→ WHAT TO PRODUCE
Determine how many lines in the records hold "alpine", and give that number with nothing added.

→ EXTRACTED INFORMATION
══════════
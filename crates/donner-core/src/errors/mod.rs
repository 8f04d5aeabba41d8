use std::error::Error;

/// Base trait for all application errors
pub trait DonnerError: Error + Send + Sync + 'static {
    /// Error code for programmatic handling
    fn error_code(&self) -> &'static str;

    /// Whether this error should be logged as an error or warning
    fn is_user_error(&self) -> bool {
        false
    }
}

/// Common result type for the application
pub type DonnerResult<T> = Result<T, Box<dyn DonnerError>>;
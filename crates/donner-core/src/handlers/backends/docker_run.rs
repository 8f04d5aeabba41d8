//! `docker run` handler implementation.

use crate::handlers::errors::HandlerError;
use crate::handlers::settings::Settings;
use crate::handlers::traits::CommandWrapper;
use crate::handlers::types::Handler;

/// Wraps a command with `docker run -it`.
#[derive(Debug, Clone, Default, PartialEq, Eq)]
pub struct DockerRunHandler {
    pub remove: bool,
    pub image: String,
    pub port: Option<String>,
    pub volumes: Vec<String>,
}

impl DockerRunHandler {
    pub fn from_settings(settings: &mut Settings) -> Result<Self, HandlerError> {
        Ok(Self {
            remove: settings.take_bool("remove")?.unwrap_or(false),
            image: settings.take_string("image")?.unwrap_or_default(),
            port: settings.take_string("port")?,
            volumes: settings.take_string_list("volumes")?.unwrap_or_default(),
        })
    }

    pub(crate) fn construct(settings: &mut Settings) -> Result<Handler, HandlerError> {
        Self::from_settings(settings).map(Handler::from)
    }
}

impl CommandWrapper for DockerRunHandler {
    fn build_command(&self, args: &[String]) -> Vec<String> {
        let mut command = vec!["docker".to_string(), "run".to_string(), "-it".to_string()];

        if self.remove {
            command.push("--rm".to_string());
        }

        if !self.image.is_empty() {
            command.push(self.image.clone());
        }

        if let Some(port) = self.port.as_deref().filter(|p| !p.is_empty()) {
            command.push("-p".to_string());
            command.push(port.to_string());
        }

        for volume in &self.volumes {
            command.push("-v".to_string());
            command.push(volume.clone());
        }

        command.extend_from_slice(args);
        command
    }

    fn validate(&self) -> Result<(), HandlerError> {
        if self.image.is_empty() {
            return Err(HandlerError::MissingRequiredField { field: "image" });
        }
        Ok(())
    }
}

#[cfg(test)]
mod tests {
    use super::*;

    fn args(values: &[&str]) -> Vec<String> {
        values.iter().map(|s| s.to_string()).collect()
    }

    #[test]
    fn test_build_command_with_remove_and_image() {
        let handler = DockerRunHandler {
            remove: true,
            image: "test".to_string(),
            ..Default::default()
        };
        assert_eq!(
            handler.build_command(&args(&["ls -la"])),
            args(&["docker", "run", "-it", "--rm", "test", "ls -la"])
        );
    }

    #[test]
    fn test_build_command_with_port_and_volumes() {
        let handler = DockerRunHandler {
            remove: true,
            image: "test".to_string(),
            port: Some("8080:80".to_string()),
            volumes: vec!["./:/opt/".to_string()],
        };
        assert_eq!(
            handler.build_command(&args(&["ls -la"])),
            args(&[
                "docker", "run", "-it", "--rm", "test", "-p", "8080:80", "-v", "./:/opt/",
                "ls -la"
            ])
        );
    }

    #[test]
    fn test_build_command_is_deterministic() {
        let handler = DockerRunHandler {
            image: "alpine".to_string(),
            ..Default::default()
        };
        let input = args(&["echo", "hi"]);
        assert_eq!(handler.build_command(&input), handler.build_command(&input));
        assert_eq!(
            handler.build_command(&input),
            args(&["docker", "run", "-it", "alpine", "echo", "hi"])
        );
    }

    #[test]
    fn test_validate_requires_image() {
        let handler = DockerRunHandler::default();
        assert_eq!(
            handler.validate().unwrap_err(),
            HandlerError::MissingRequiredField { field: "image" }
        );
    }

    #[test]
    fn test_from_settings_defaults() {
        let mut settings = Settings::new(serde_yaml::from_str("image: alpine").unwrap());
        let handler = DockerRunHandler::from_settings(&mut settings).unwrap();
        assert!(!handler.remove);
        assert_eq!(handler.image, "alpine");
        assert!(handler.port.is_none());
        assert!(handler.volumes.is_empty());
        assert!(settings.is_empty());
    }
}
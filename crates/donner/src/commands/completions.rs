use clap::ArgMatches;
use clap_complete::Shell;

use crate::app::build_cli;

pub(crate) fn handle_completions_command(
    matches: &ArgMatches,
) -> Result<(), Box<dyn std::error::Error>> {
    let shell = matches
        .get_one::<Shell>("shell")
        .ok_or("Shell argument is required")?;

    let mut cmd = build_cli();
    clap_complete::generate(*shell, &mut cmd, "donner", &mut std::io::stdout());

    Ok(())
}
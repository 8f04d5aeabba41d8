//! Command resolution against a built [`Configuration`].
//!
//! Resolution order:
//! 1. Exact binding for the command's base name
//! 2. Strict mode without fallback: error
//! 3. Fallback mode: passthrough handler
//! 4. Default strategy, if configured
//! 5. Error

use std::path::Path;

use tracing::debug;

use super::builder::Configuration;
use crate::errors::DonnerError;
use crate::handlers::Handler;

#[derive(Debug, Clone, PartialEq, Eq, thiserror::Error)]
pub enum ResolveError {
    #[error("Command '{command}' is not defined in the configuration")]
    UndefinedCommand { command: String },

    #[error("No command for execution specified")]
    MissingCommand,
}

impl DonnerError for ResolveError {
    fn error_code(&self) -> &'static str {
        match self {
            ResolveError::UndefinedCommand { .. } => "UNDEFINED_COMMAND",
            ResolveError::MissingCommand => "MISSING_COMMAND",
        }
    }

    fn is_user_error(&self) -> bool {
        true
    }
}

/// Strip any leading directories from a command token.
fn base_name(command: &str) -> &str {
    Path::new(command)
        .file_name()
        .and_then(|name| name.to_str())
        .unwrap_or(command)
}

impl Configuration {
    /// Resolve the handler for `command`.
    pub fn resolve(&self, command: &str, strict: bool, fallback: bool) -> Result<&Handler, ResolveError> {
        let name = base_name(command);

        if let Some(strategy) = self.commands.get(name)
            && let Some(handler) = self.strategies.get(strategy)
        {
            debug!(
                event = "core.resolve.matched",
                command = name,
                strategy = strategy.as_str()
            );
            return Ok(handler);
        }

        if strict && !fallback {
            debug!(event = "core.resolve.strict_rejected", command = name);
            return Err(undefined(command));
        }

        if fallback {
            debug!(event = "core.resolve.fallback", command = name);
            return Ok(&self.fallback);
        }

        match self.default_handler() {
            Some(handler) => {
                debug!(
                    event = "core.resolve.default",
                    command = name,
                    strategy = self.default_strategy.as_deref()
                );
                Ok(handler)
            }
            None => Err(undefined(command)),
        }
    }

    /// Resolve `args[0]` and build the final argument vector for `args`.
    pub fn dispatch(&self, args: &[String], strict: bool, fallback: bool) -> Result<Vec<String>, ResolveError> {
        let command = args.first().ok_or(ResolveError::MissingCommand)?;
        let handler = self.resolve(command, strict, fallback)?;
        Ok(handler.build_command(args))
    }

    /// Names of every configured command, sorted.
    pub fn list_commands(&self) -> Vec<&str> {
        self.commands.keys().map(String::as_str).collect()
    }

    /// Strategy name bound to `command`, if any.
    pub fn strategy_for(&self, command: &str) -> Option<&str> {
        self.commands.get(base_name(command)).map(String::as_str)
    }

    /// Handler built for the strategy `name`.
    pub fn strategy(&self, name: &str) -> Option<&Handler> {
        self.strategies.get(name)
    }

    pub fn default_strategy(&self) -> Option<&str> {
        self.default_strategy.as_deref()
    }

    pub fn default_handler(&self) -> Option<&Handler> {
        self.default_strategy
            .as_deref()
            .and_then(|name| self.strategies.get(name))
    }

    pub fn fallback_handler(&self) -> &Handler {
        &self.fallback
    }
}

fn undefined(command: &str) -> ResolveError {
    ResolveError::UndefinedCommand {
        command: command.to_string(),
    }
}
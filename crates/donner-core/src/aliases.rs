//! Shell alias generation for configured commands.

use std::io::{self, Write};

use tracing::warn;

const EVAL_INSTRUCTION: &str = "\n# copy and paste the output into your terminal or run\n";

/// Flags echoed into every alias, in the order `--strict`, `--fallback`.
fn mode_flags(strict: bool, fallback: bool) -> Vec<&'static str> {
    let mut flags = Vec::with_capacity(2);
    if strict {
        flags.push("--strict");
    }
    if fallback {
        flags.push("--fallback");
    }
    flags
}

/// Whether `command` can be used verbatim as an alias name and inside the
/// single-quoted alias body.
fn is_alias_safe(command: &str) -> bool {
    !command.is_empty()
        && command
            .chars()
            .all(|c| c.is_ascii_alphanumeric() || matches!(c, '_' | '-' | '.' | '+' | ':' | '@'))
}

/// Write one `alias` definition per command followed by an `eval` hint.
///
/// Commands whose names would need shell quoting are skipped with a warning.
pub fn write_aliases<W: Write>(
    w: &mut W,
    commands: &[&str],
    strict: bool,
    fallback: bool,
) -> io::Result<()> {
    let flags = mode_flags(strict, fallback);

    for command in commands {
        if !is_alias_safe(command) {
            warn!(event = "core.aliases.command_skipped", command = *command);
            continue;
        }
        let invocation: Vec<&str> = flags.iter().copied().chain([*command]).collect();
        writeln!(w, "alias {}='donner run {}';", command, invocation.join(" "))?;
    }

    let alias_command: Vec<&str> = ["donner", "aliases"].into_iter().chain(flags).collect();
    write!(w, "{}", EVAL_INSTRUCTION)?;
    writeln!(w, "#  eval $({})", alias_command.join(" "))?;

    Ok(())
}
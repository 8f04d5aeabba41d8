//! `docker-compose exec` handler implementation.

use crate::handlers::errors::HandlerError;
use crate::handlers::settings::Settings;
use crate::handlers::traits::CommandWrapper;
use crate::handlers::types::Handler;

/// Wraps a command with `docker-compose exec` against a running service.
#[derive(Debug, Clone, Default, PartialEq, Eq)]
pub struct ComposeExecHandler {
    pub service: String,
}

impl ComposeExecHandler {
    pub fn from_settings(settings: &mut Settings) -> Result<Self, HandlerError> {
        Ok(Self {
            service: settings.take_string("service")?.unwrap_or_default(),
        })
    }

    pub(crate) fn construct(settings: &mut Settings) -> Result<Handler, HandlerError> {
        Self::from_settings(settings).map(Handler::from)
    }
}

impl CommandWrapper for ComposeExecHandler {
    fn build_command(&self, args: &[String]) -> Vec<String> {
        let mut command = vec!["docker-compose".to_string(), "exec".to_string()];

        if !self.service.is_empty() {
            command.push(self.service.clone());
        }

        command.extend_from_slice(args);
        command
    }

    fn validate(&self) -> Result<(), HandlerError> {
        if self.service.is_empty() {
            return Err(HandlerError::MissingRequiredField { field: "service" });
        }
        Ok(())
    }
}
══════════
→ RESPONSE AREA
4